Now she would have to find her own way walking to the center of Vedado. She did not want anyone to know this was her first time in Havana. When her school took the class trip to el Zoológico Nacional and Parque Lenin, she had been recovering from an appendectomy, and after no other opportunity presented itself she became stubborn, cultivating a grudge throughout her teenage years. She would never go to the city, and that was fine with her. She was busy taking care of her mother in Pinar. Now, with her mother’s only sister gone and this problem with the apartment, travel had suddenly become imperative, and she wished she hadn’t been such an intransigent country bumpkin.

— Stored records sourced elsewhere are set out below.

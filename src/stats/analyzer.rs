//! Wealth Analyzer
//! Validated aggregates over a [`Dataset`]: describe, industry averages,
//! distribution by industry and skewness/kurtosis of net worth.

use crate::data::{is_numeric_dtype, validate, Dataset, ValidationError};
use crate::stats::{StatsCalculator, Summary};
use polars::prelude::PolarsError;
use serde::Serialize;
use std::collections::BTreeMap;
use thiserror::Error;

pub const DEFAULT_INDUSTRY_COLUMN: &str = "Industry";
pub const DEFAULT_NET_WORTH_COLUMN: &str = "Net Worth (in billions)";

#[derive(Error, Debug)]
pub enum AnalysisError {
    #[error(transparent)]
    Invalid(#[from] ValidationError),
    #[error("Column '{column}' is not numeric (found {dtype})")]
    NotNumeric { column: String, dtype: String },
    #[error("Polars error: {0}")]
    Polars(#[from] PolarsError),
}

/// Names of the columns the analyzer reads.
#[derive(Debug, Clone, PartialEq, Eq)]
pub struct ColumnConfig {
    pub industry: String,
    pub net_worth: String,
}

impl Default for ColumnConfig {
    fn default() -> Self {
        Self {
            industry: DEFAULT_INDUSTRY_COLUMN.to_string(),
            net_worth: DEFAULT_NET_WORTH_COLUMN.to_string(),
        }
    }
}

/// Mean net worth of one industry.
#[derive(Debug, Clone, PartialEq, Serialize)]
pub struct IndustryAverage {
    pub industry: String,
    pub count: usize,
    pub mean: f64,
}

/// Industry means ordered lexically by industry name.
#[derive(Debug, Clone, Default, PartialEq, Serialize)]
#[serde(transparent)]
pub struct IndustryAverages(pub Vec<IndustryAverage>);

impl IndustryAverages {
    pub fn is_empty(&self) -> bool {
        self.0.is_empty()
    }

    pub fn len(&self) -> usize {
        self.0.len()
    }

    pub fn iter(&self) -> impl Iterator<Item = &IndustryAverage> {
        self.0.iter()
    }

    /// Mean for an industry, if present.
    pub fn get(&self, industry: &str) -> Option<f64> {
        self.0
            .iter()
            .find(|avg| avg.industry == industry)
            .map(|avg| avg.mean)
    }
}

/// Every net-worth value per industry, ordered lexically by industry name.
#[derive(Debug, Clone, Default, PartialEq)]
pub struct IndustryDistribution(pub BTreeMap<String, Vec<f64>>);

impl IndustryDistribution {
    pub fn is_empty(&self) -> bool {
        self.0.values().all(Vec::is_empty)
    }

    pub fn get(&self, industry: &str) -> Option<&[f64]> {
        self.0.get(industry).map(Vec::as_slice)
    }
}

/// Skewness and excess kurtosis of a column.
#[derive(Debug, Clone, Copy, PartialEq, Serialize)]
pub struct Shape {
    pub skewness: f64,
    pub kurtosis: f64,
}

/// Computes validated statistics for a configured pair of columns.
#[derive(Debug, Clone, Default)]
pub struct WealthAnalyzer {
    columns: ColumnConfig,
}

impl WealthAnalyzer {
    pub fn new(columns: ColumnConfig) -> Self {
        Self { columns }
    }

    pub fn columns(&self) -> &ColumnConfig {
        &self.columns
    }

    /// Summary statistics for every numeric column.
    ///
    /// The net-worth column is required and must be numeric.
    pub fn describe(&self, dataset: &Dataset) -> Result<Vec<Summary>, AnalysisError> {
        validate(dataset, &[self.columns.net_worth.as_str()])?;
        self.require_numeric(dataset, &self.columns.net_worth)?;

        let mut summaries = Vec::new();
        for column in dataset.numeric_columns() {
            let values = dataset.numeric_values(&column)?;
            let mut summary = StatsCalculator::compute_descriptive_stats(&values);
            summary.column = column;
            summaries.push(summary);
        }

        log::debug!("described {} numeric columns", summaries.len());
        Ok(summaries)
    }

    /// Mean net worth per industry.
    pub fn industry_average(&self, dataset: &Dataset) -> Result<IndustryAverages, AnalysisError> {
        let groups = self.group_by_industry(dataset)?;

        let averages: Vec<IndustryAverage> = groups
            .0
            .into_iter()
            .map(|(industry, values)| {
                let mean = StatsCalculator::compute_descriptive_stats(&values).mean;
                IndustryAverage {
                    industry,
                    count: values.len(),
                    mean,
                }
            })
            .collect();

        log::debug!("averaged net worth over {} industries", averages.len());
        Ok(IndustryAverages(averages))
    }

    /// Net-worth values grouped by industry, for the box chart.
    pub fn distribution_by_industry(
        &self,
        dataset: &Dataset,
    ) -> Result<IndustryDistribution, AnalysisError> {
        self.group_by_industry(dataset)
    }

    /// Skewness and excess kurtosis of net worth.
    pub fn skewness_kurtosis(&self, dataset: &Dataset) -> Result<Shape, AnalysisError> {
        validate(dataset, &[self.columns.net_worth.as_str()])?;
        self.require_numeric(dataset, &self.columns.net_worth)?;

        let values = dataset.numeric_values(&self.columns.net_worth)?;
        let shape = Shape {
            skewness: StatsCalculator::skewness(&values),
            kurtosis: StatsCalculator::kurtosis(&values),
        };
        log::debug!(
            "net worth skewness={:.4} kurtosis={:.4}",
            shape.skewness,
            shape.kurtosis
        );
        Ok(shape)
    }

    fn group_by_industry(&self, dataset: &Dataset) -> Result<IndustryDistribution, AnalysisError> {
        validate(
            dataset,
            &[self.columns.industry.as_str(), self.columns.net_worth.as_str()],
        )?;
        self.require_numeric(dataset, &self.columns.net_worth)?;

        let industries = dataset.text_cells(&self.columns.industry)?;
        let values = dataset.numeric_cells(&self.columns.net_worth)?;

        let mut groups: BTreeMap<String, Vec<f64>> = BTreeMap::new();
        for (industry, value) in industries.into_iter().zip(values) {
            // Rows without an industry are not grouped
            let Some(industry) = industry else {
                continue;
            };
            let bucket = groups.entry(industry).or_default();
            if let Some(v) = value {
                bucket.push(v);
            }
        }

        Ok(IndustryDistribution(groups))
    }

    fn require_numeric(&self, dataset: &Dataset, column: &str) -> Result<(), AnalysisError> {
        let dtype = dataset.dtype(column)?;
        if is_numeric_dtype(&dtype) {
            Ok(())
        } else {
            Err(AnalysisError::NotNumeric {
                column: column.to_string(),
                dtype: dtype.to_string(),
            })
        }
    }
}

“We’re like a couple of pack horses.” She heard an old couple making their strategy for how to carry their bundles; they were going to Vedado via Paseo. She follo
wed them at a short distance to la Plaza de la Revolución, where the Ladas and taxis made their endless circles around the monument to José Martí. The pack horses did a quarter-orbit, and the revolution ejected them up a broad avenue Mercedes knew must be Paseo, and she gained new confidence: she had found her axis, and she believed she could keep her bearings on her own.
She headed down Paseo past the theater and the park. Mercedes was always good at math, and her mother had taught her about Vedado: the odd streets run one way intersecting the even, with Paseo being the even Calle 0, although nobody calls it that, and counting down from 29 to el Malecón, which would be the odd 0 since after that you’d be underwater.
She crossed busy Zapata. Even with the soldiers on the corners, she never saw cars so opposed to slowing down. The next street was Calle 19, and she knew 23 couldn’t be far. The camellos went up and down Zapata, blowing their air horns and coughing exhaust. They did not have these in Pinar, and nobody had warned her about them before she left for Havana. The first one she saw frightened her. Why were these people stuffed inside this three-tier monstrosity pulled along by a tractor? Was something terribly wrong? Were they being evacuated for some reason?
She decided to turn up 25 because she could tell it would be quieter. After the ordeal across Zapata, she wanted to approach her aunt’s apartment from behind and see how the regular neighborhood looked. Like they told her, casas particulares were popping up almost every block along Calles 2, 4, 6, 8, and 10. The legal ones hung out their hand-painted signs: La Casa de Angla, Casa MartaAna, Casa Dora. Who knew how many more unauthorized hostels hid among these crumbling mansions and dilapidated apartment buildings? Even her poor aunt’s had been one for a while after she died.